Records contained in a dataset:

= Beginning of Section =

use crate::{
    require, Error, JOSEAlgorithmT, JWSHeader, JWSPayloadEncoding, JWSPayloadPresence, Result,
    UnsignedJWS,
};
use base64::Engine;
use std::{borrow::Cow, io::Write};

/// This is the compact, encoded form of a JWS (JWS Compact Serialization).  Has the form:
/// <base64url(JSON(header))>.<base64url(payload)>.<base64url(signature)> if encoded, attached payload,
/// or <base64url(JSON(header))>.<payload>.<base64url(signature)> if unencoded, attached payload,
/// or <base64url(JSON(header))>..<base64url(signature)> if detached payload,
/// See RFC 7515 Section 7.1 https://datatracker.ietf.org/doc/html/rfc7515#section-7.1
/// Here, base64url(x) is the base64url-no-pad encoding of x.
#[derive(Clone, Debug)]
pub struct JWS<'j> {
    /// String representation of the JWS Compact Serialization.
    string: Cow<'j, str>,
    /// Parsed header.
    header: JWSHeader,
    /// Decoded signature.
    signature_byte_v: Vec<u8>,
}

impl<'j> JWS<'j> {
    pub(crate) fn from_parts(string: String, header: JWSHeader, signature_byte_v: Vec<u8>) -> Self {
        Self {
            string: Cow::Owned(string),
            header,
            signature_byte_v,
        }
    }
    pub fn into_string(self) -> String {
        self.string.into_owned()
    }
    /// Return a reference to the str representation of the JWS Compact Serialization.
    pub fn as_str(&self) -> &str {
        self.string.as_ref()
    }
    /// This is the input to the signature algorithm: the concatenation of the base64url-encoded header,
    /// a period ('.') and the payload (which comes from detached_payload_bytes_o if Some(_), otherwise
    /// from the JWS itself).  If detached_payload_bytes_o is Some(_), then the attached payload must be
    /// the empty string.
    pub fn write_signing_input(
        &self,
        writer: &mut dyn std::io::Write,
        detached_payload_bytes_o: Option<&mut dyn std::io::Read>,
    ) -> Result<()> {
        writer.write_all(self.raw_header_base64().as_bytes())?;
        writer.write_all(b".".as_slice())?;

        if let Some(detached_payload_bytes) = detached_payload_bytes_o {
            require!(
                self.raw_attached_payload_str().is_empty(),
                "if the JWS payload is not empty, then no detached payload may be specified"
            );
            match self.header.payload_encoding() {
                JWSPayloadEncoding::Base64 => {
                    let mut base64url_encoder = base64::write::EncoderWriter::new(
                        writer,
                        &base64::engine::general_purpose::URL_SAFE_NO_PAD,
                    );
                    std::io::copy(detached_payload_bytes, &mut base64url_encoder)?;
                    base64url_encoder.finish()?;
                }
                JWSPayloadEncoding::None => {
                    std::io::copy(detached_payload_bytes, writer)?;
                }
            }
        } else {
            // Here, because the payload is attached, it's already in its signing input form,
            // so just write it.  Note that it's possible to have an attached payload that is empty.
            writer.write_all(self.raw_attached_payload_str().as_bytes())?;
        }
        Ok(())
    }
    /// Convenience wrapper around write_signing_input which collects the signing input into a Vec.
    pub fn signing_input(
        &self,
        detached_payload_bytes_o: Option<&mut dyn std::io::Read>,
    ) -> Result<Vec<u8>> {
        let mut signing_input = Vec::new();
        self.write_signing_input(&mut signing_input, detached_payload_bytes_o)?;
        Ok(signing_input)
    }
    /// This is the base64url-encoded header, which is the substring of the JWS Compact Serialization up to the
    /// first '.' separator.
    pub fn raw_header_base64(&self) -> &str {
        self.string.split('.').next().unwrap_or_default()
    }
    /// Returns the parsed header.
    pub fn header(&self) -> &JWSHeader {
        &self.header
    }
    /// This is the attached payload, which is the value between the two '.' separators in the JWS.
    /// In the case of a detached payload, this will be an empty string.  However, an attached payload can
    /// also be an empty string.
    pub fn raw_attached_payload_str(&self) -> &str {
        self.string.split('.').nth(1).unwrap_or_default()
    }
    /// This is the base64url-encoded signature, which is the substring of the JWS Compact Serialization after
    /// the second '.' separator.
    pub fn raw_signature_base64(&self) -> &str {
        self.string.split('.').nth(2).unwrap_or_default()
    }
    /// This is the decoded signature.
    pub fn signature_bytes(&self) -> &[u8] {
        self.signature_byte_v.as_slice()
    }
    /// Generate a JWS Compact Serialization from the given payload, optionally encoding the given
    /// payload bytes, and then signing the signing input using the given signer.
    pub fn signed<
        Signature: std::fmt::Debug + signature::SignatureEncoding,
        Signer: signature::Signer<Signature> + JOSEAlgorithmT,
    >(
        kid_o: Option<String>,
        payload_bytes: &mut dyn std::io::Read,
        payload_presence: JWSPayloadPresence,
        payload_encoding: JWSPayloadEncoding,
        signer: &Signer,
    ) -> Result<JWS<'static>> {
        let header = JWSHeader::new(signer.alg(), kid_o, payload_encoding);
        let unsigned_jws = UnsignedJWS::new(header, payload_bytes, payload_presence)?;
        let signature = signer
            .try_sign(unsigned_jws.signing_input())
            .map_err(|e| Error::SigningFailed(e.to_string().into()))?;
        Ok(unsigned_jws.into_signed(signature.to_bytes().as_ref()))
    }
    /// Verifies the JWS using the given verifier.  detached_payload_bytes_o should be Some(_) if it's a
    /// detached payload, and None if it's an attached payload.
    pub fn verify<
        Signature: std::fmt::Debug + signature::SignatureEncoding,
        Verifier: signature::Verifier<Signature> + JOSEAlgorithmT,
    >(
        &self,
        verifier: &Verifier,
        detached_payload_bytes_o: Option<&mut dyn std::io::Read>,
    ) -> Result<()> {
        if self.header.alg != verifier.alg() {
            return Err(Error::Unsupported(
                format!(
                    "JWS alg {:?} does not match that of the verifier {:?}",
                    self.header.alg,
                    verifier.alg()
                )
                .into(),
            ));
        }

        let signing_input = self.signing_input(detached_payload_bytes_o)?;
        let signature = Signature::try_from(self.signature_byte_v.as_slice())
            .map_err(|_| Error::Malformed("JWS signature has the wrong length".into()))?;

        verifier
            .verify(signing_input.as_slice(), &signature)
            .map_err(|e| Error::VerificationFailed(e.to_string().into()))?;

        Ok(())
    }
}

impl<'j> std::ops::Deref for JWS<'j> {
    type Target = str;
    fn deref(&self) -> &Self::Target {
        self.string.as_ref()
    }
}

impl<'j> std::fmt::Display for JWS<'j> {
    fn fmt(&self, f: &mut std::fmt::Formatter<'_>) -> std::fmt::Result {
        f.write_str(self.string.as_ref())
    }
}

impl<'j> TryFrom<String> for JWS<'j> {
    type Error = Error;
    fn try_from(jws_string: String) -> std::result::Result<Self, Self::Error> {
        Self::try_from(Cow::Owned(jws_string))
    }
}

impl<'j> TryFrom<&'j str> for JWS<'j> {
    type Error = Error;
    fn try_from(jws_str: &'j str) -> std::result::Result<Self, Self::Error> {
        Self::try_from(Cow::Borrowed(jws_str))
    }
}

impl<'j> TryFrom<Cow<'j, str>> for JWS<'j> {
    type Error = Error;
    fn try_from(jws_str: Cow<'j, str>) -> std::result::Result<Self, Self::Error> {
        let mut split = jws_str.split('.');

        let header_base64 = split
            .next()
            .ok_or(Error::Malformed("JWS missing header".into()))?;
        let payload = split
            .next()
            .ok_or(Error::Malformed("JWS missing payload".into()))?;
        let signature_base64 = split
            .next()
            .ok_or(Error::Malformed("JWS missing signature".into()))?;
        require!(split.next().is_none(), "JWS has too many parts");

        require!(
            !header_base64.contains(char::is_whitespace),
            "Encoded JWS header contains whitespace"
        );
        require!(
            !payload.contains(char::is_whitespace),
            "JWS payload contains whitespace"
        );
        require!(
            !signature_base64.contains(char::is_whitespace),
            "Encoded JWS signature contains whitespace"
        );
        require!(
            is_base64url_encoded(header_base64),
            "JWS header is not base64url-encoded"
        );
        require!(
            is_base64url_encoded(signature_base64),
            "JWS signature is not base64url-encoded"
        );

        let header = serde_json::from_reader::<_, JWSHeader>(base64::read::DecoderReader::new(
            header_base64.as_bytes(),
            &base64::engine::general_purpose::URL_SAFE_NO_PAD,
        ))
        .map_err(|e| {
            Error::Malformed(
                format!(
                    "JWS header failed to parse as expected JSON structure: {}",
                    e
                )
                .into(),
            )
        })?;
        // An unencoded payload may use any characters except '.', which the split already excludes.
        if header.payload_encoding() == JWSPayloadEncoding::Base64 {
            require!(
                is_base64url_encoded(payload),
                "JWS payload is not base64url-encoded"
            );
        }

        let signature_byte_v = base64::engine::general_purpose::URL_SAFE_NO_PAD
            .decode(signature_base64.as_bytes())
            .map_err(|_| Error::Malformed("JWS signature failed to parse".into()))?;

        Ok(JWS {
            string: jws_str,
            header,
            signature_byte_v,
        })
    }
}

/// This is base64url without padding.
fn is_base64url_encoded(s: &str) -> bool {
    // Base64urlnopad encoding is a subset of base64url encoding, so we can just check for the presence of
    // characters that are not in the base64url-nopad alphabet.
    s.chars()
        .all(|c| c.is_ascii_alphanumeric() || c == '-' || c == '_')
}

= End of Section =

**Instructions to follow:**
Which of the lines above mention the word "JWSPayloadPresence"? Pull those lines out.

**Task result:**
    require, Error, JOSEAlgorithmT, JWSHeader, JWSPayloadEncoding, JWSPayloadPresence, Result,
        payload_presence: JWSPayloadPresence,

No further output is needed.